Fließender Übergang statt hartem Verbrenner-Aus
Statt eines harten Schnitts plädiert Källenius für einen fließenden Übergang, in dem auch Hybride und effizient elektrifizierte Verbrenner eine Rolle spielen dürfen. „Zusätzlich zu den E-Autos sollten – anders als bislang geplant – in einem fließenden Übergang auch Hybride eingesetzt werden können, beispielsweise Plug-in-Hybride und Range-Extender, beides Varianten, die Benziner oder Diesel mit Elektromotoren kombinieren. Auch ein gewisser Anteil hocheffizienter, elektrifizierter Verbrenner sollte über das Jahr 2035 hinaus erlaubt bleiben.“ In einer technologieoffenen Logik könne man sich „über die Jahre asymptotisch an die Null annähern“, wie er sagt.

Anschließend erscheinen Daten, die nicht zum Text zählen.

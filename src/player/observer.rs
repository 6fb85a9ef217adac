//! Change notification contract.

use std::cell::RefCell;
use std::rc::Rc;

use super::state::PlaybackState;

/// Receives playback notifications.
///
/// All methods default to no-ops so implementors only override what they need.
/// Index callbacks fire only when the index actually changed to a known value.
pub trait PlaybackObserver {
    /// Any field of the public state changed.
    fn on_change(&mut self, _state: &PlaybackState) {}

    fn on_sentence_change(&mut self, _index: usize) {}

    fn on_word_change(&mut self, _index: usize) {}

    /// Media played through to the end.
    fn on_ended(&mut self) {}
}

type IndexCallback = Box<dyn FnMut(usize)>;

/// Observer built from optional closures.
///
/// ```
/// use readalong::player::Callbacks;
///
/// let callbacks = Callbacks::new()
///     .on_sentence_change(|i| println!("sentence {}", i))
///     .on_ended(|| println!("done"));
/// ```
#[derive(Default)]
pub struct Callbacks {
    sentence: Option<IndexCallback>,
    word: Option<IndexCallback>,
    ended: Option<Box<dyn FnMut()>>,
    change: Option<Box<dyn FnMut(&PlaybackState)>>,
}

impl Callbacks {
    pub fn new() -> Self {
        Self::default()
    }

    pub fn on_sentence_change(mut self, f: impl FnMut(usize) + 'static) -> Self {
        self.sentence = Some(Box::new(f));
        self
    }

    pub fn on_word_change(mut self, f: impl FnMut(usize) + 'static) -> Self {
        self.word = Some(Box::new(f));
        self
    }

    pub fn on_ended(mut self, f: impl FnMut() + 'static) -> Self {
        self.ended = Some(Box::new(f));
        self
    }

    pub fn on_change(mut self, f: impl FnMut(&PlaybackState) + 'static) -> Self {
        self.change = Some(Box::new(f));
        self
    }
}

impl PlaybackObserver for Callbacks {
    fn on_change(&mut self, state: &PlaybackState) {
        if let Some(f) = self.change.as_mut() {
            f(state);
        }
    }

    fn on_sentence_change(&mut self, index: usize) {
        if let Some(f) = self.sentence.as_mut() {
            f(index);
        }
    }

    fn on_word_change(&mut self, index: usize) {
        if let Some(f) = self.word.as_mut() {
            f(index);
        }
    }

    fn on_ended(&mut self) {
        if let Some(f) = self.ended.as_mut() {
            f();
        }
    }
}

/// A notification as recorded by [`EventLog`].
#[derive(Debug, Clone, PartialEq)]
pub enum SyncEvent {
    SentenceChanged(usize),
    WordChanged(usize),
    Ended,
}

/// Observer that appends notifications to a shared log.
///
/// Clones share the same log, so one clone can be registered with the
/// controller while another is read.
#[derive(Debug, Clone, Default)]
pub struct EventLog {
    events: Rc<RefCell<Vec<SyncEvent>>>,
    changes: Rc<RefCell<usize>>,
}

impl EventLog {
    pub fn new() -> Self {
        Self::default()
    }

    /// Remove and return the recorded index/end notifications.
    pub fn drain(&self) -> Vec<SyncEvent> {
        std::mem::take(&mut *self.events.borrow_mut())
    }

    pub fn events(&self) -> Vec<SyncEvent> {
        self.events.borrow().clone()
    }

    /// Number of `on_change` notifications seen.
    pub fn change_count(&self) -> usize {
        *self.changes.borrow()
    }
}

impl PlaybackObserver for EventLog {
    fn on_change(&mut self, _state: &PlaybackState) {
        *self.changes.borrow_mut() += 1;
    }

    fn on_sentence_change(&mut self, index: usize) {
        self.events
            .borrow_mut()
            .push(SyncEvent::SentenceChanged(index));
    }

    fn on_word_change(&mut self, index: usize) {
        self.events.borrow_mut().push(SyncEvent::WordChanged(index));
    }

    fn on_ended(&mut self) {
        self.events.borrow_mut().push(SyncEvent::Ended);
    }
}
use std::fmt;

/// Number of tolerated edit errors at one bitap level.
pub type NumErrors = usize;

/// Default maximum acceptable score.
pub const DEFAULT_THRESHOLD: f64 = 0.5;
/// Default number of bytes of drift that add `1.0` to a score.
pub const DEFAULT_DISTANCE: usize = 1000;

/// Parameters that trade edit errors against positional drift.
#[derive(Debug, Clone, Copy, PartialEq)]
pub struct MatcherConfig {
    /// At what point no match is declared (`0.0` = exact only, `1.0` =
    /// accept anything).
    pub threshold: f64,
    /// How far from the expected location a match may stray. A match this
    /// many bytes away adds `1.0` to its score; `0` forbids any drift.
    pub distance: usize,
}

impl Default for MatcherConfig {
    fn default() -> Self {
        Self {
            threshold: DEFAULT_THRESHOLD,
            distance: DEFAULT_DISTANCE,
        }
    }
}

/// Immutable fuzzy locator. Build one with [`MatcherBuilder`](crate::MatcherBuilder)
/// or [`Matcher::new`] and share it freely; every call keeps its state local.
#[derive(Clone, Copy, Default, PartialEq)]
pub struct Matcher {
    pub(crate) config: MatcherConfig,
}

impl fmt::Debug for Matcher {
    fn fmt(&self, f: &mut fmt::Formatter<'_>) -> fmt::Result {
        f.debug_struct("Matcher")
            .field("threshold", &self.config.threshold)
            .field("distance", &self.config.distance)
            .finish()
    }
}

/// How a [`Located`] result was obtained.
#[derive(Debug, Clone, Copy, PartialEq, Eq)]
pub enum LocateKind {
    /// Text and pattern are identical.
    Identical,
    /// The pattern sits verbatim at the expected location.
    ExactAtLocation,
    /// Found by the bitap search.
    Fuzzy,
}

/// Result returned by [`Matcher::find`].
#[derive(Debug, Clone, Copy, PartialEq)]
pub struct Located {
    /// Byte offset of the match in the text.
    pub offset: usize,
    /// Score of the match; lower is better, `0.0` is perfect.
    pub score: f64,
    /// Which path produced the match.
    pub kind: LocateKind,
}
//! Exact substring search anchored at an offset.
//!
//! Both helpers work on raw bytes: a multi-byte UTF-8 character is just its
//! constituent code units, and every offset is a byte offset.

use memchr::memmem;

/// Returns the first index of `pattern` in `text` that is `>= from`.
///
/// A negative `from` searches from the start. When `from` lies past the last
/// byte of `text` nothing is searched and `None` is returned.
///
/// ```rust
/// use fuzzy_bitap::forward_index_of;
///
/// assert_eq!(forward_index_of("hi world", "world", 3), Some(3));
/// assert_eq!(forward_index_of("hi world", "world", 4), None);
/// ```
pub fn forward_index_of(
    text: impl AsRef<[u8]>,
    pattern: impl AsRef<[u8]>,
    from: isize,
) -> Option<usize> {
    let (text, pattern) = (text.as_ref(), pattern.as_ref());
    if from > text.len() as isize - 1 {
        return None;
    }
    let from = from.max(0) as usize;
    find(&text[from..], pattern).map(|i| i + from)
}

/// Returns the last index of `pattern` in `text` such that the occurrence
/// ends at or before `through` (the byte at `through` included).
///
/// A negative `through` never matches; a `through` at or beyond the end of
/// `text` searches the whole of it.
///
/// ```rust
/// use fuzzy_bitap::backward_index_of;
///
/// assert_eq!(backward_index_of("hi world", "world", 6), None);
/// assert_eq!(backward_index_of("hi world", "world", 7), Some(3));
/// ```
pub fn backward_index_of(
    text: impl AsRef<[u8]>,
    pattern: impl AsRef<[u8]>,
    through: isize,
) -> Option<usize> {
    let (text, pattern) = (text.as_ref(), pattern.as_ref());
    if through < 0 {
        return None;
    }
    let end = (through as usize).saturating_add(1).min(text.len());
    rfind(&text[..end], pattern)
}

#[inline]
fn find(haystack: &[u8], needle: &[u8]) -> Option<usize> {
    if needle.is_empty() {
        return Some(0);
    }
    memmem::find(haystack, needle)
}

#[inline]
fn rfind(haystack: &[u8], needle: &[u8]) -> Option<usize> {
    if needle.is_empty() {
        return Some(haystack.len());
    }
    memmem::rfind(haystack, needle)
}
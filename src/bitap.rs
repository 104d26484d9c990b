//! Bit-parallel approximate search.
//!
//! Match state is kept in arbitrary-width [`BigUint`] vectors so the pattern
//! length is not bounded by a machine word. Bit `len - 1` stands for the
//! first pattern byte and bit `0` for the last, which means a completed match
//! shows up in the top bit of a column vector.

use crate::search::{backward_index_of, forward_index_of};
use crate::{Matcher, NumErrors};
use num_bigint::BigUint;
use num_traits::{One, Zero};
use std::collections::BTreeMap;
use tracing::{debug, trace};

/// Per-pattern map from byte to the bit positions it occupies in the pattern.
#[derive(Debug, Clone, PartialEq, Eq)]
pub(crate) struct Alphabet {
    masks: BTreeMap<u8, BigUint>,
}

impl Alphabet {
    pub(crate) fn new(pattern: &[u8]) -> Self {
        let mut masks: BTreeMap<u8, BigUint> = BTreeMap::new();
        let len = pattern.len();
        for (i, &byte) in pattern.iter().enumerate() {
            masks
                .entry(byte)
                .or_default()
                .set_bit((len - i - 1) as u64, true);
        }
        Self { masks }
    }

    #[inline]
    pub(crate) fn get(&self, byte: u8) -> Option<&BigUint> {
        self.masks.get(&byte)
    }
}

impl Matcher {
    /// Scores a match with `errors` edit errors found at `candidate` when it
    /// was expected at `loc`. Lower is better; `0.0` is an exact match in the
    /// expected place. For an empty pattern the accuracy term is `0.0`.
    ///
    /// ```rust
    /// use fuzzy_bitap::Matcher;
    ///
    /// let matcher = Matcher::new(0.5, 100).unwrap();
    /// assert_eq!(matcher.score(1, 10, 0, 4), 0.35);
    /// ```
    #[must_use]
    pub fn score(
        &self,
        errors: NumErrors,
        candidate: usize,
        loc: usize,
        pattern_len: usize,
    ) -> f64 {
        let accuracy = if pattern_len == 0 {
            0.0
        } else {
            errors as f64 / pattern_len as f64
        };
        let proximity = loc.abs_diff(candidate);
        if self.config.distance == 0 {
            // Any drift at all is as bad as it gets.
            return if proximity == 0 { accuracy } else { 1.0 };
        }
        accuracy + proximity as f64 / self.config.distance as f64
    }

    /// Locates the best instance of `pattern` in `text` near `loc`.
    ///
    /// Returns the offset together with its score. `pattern` must be non-empty
    /// and `loc` must already be clamped to `text.len()`.
    pub(crate) fn bitap_search(
        &self,
        text: &[u8],
        pattern: &[u8],
        loc: usize,
    ) -> Option<(usize, f64)> {
        debug_assert!(!pattern.is_empty());
        debug_assert!(loc <= text.len());
        let pattern_len = pattern.len();
        let alphabet = Alphabet::new(pattern);

        // Highest score beyond which we give up; tightened by nearby exact hits.
        let mut score_threshold = self.config.threshold;
        if let Some(exact) = forward_index_of(text, pattern, loc as isize) {
            score_threshold = score_threshold.min(self.score(0, exact, loc, pattern_len));
            if let Some(exact) = backward_index_of(text, pattern, (loc + pattern_len) as isize) {
                score_threshold = score_threshold.min(self.score(0, exact, loc, pattern_len));
            }
        }
        trace!("bitap: pattern_len={pattern_len} loc={loc} seed threshold={score_threshold:.4}");

        let one = BigUint::one();
        let mut match_mask = BigUint::zero();
        match_mask.set_bit((pattern_len - 1) as u64, true);

        let mut best: Option<(usize, f64)> = None;
        let mut bin_max = pattern_len + text.len();
        let mut last_rd: Vec<BigUint> = Vec::new();

        for d in 0..pattern_len {
            // How far from `loc` can a match stray at this error level?
            let mut bin_min = 0;
            let mut bin_mid = bin_max;
            while bin_min < bin_mid {
                if self.score(d, loc + bin_mid, loc, pattern_len) <= score_threshold {
                    bin_min = bin_mid;
                } else {
                    bin_max = bin_mid;
                }
                bin_mid = (bin_max - bin_min) / 2 + bin_min;
            }
            // The window only ever shrinks from one level to the next.
            bin_max = bin_mid;
            let mut start = (loc + 1).saturating_sub(bin_mid).max(1);
            let finish = (loc + bin_mid).min(text.len()) + pattern_len;
            trace!("bitap: d={d} window=[{start}, {finish}]");

            let mut rd = vec![BigUint::zero(); finish + 2];
            rd[finish + 1] = (BigUint::one() << d) - 1u32;

            let mut j = finish;
            while j >= start {
                let char_match = text.get(j - 1).and_then(|&byte| alphabet.get(byte));

                // Exact pass.
                let mut column = match char_match {
                    Some(mask) => ((&rd[j + 1] << 1u32) | &one) & mask,
                    None => BigUint::zero(),
                };
                if d > 0 {
                    // One more substitution, insertion or deletion on top of
                    // the previous level.
                    let prev = &last_rd[j + 1];
                    column |= (((prev | &last_rd[j]) << 1u32) | &one) | prev;
                }
                let complete = !(&column & &match_mask).is_zero();
                rd[j] = column;

                if complete {
                    let score = self.score(d, j - 1, loc, pattern_len);
                    if score <= score_threshold {
                        score_threshold = score;
                        let best_loc = j - 1;
                        best = Some((best_loc, score));
                        debug!("bitap: d={d} improved to {best_loc} (score {score:.4})");
                        if best_loc > loc {
                            // Don't stray further left of loc than we already are right of it.
                            start = (2 * loc).saturating_sub(best_loc).max(1);
                        } else {
                            // Already at or left of loc, every further column only drifts more.
                            break;
                        }
                    }
                }
                j -= 1;
            }

            if self.score(d + 1, loc, loc, pattern_len) > score_threshold {
                trace!("bitap: no better match possible beyond d={d}");
                break;
            }
            last_rd = rd;
        }
        best
    }
}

Gleichzeitig fordert Källenius gezielte Anreize, um die Potenziale dieser Übergangstechnologien tatsächlich zu nutzen. „Der CO₂-Ausstoß lässt sich mit Plug-in-Hybriden drastisch reduzieren. Wir müssen die Menschen aber dafür incentivieren, die Fahrzeuge regelmäßig zu laden und tatsächlich elektrisch zu fahren. Wer seinen Plug-in-Hybrid entsprechend fährt, sollte auch künftig Vorteile bei der Kfz-Steuer erhalten.“ Das Ziel, die Emissionen bis 2035 stark zu senken, sei seiner Ansicht nach auch ohne ein vollständiges Verbrennerverbot erreichbar – wenn die Politik bereit sei, den Weg dorthin offener zu gestalten.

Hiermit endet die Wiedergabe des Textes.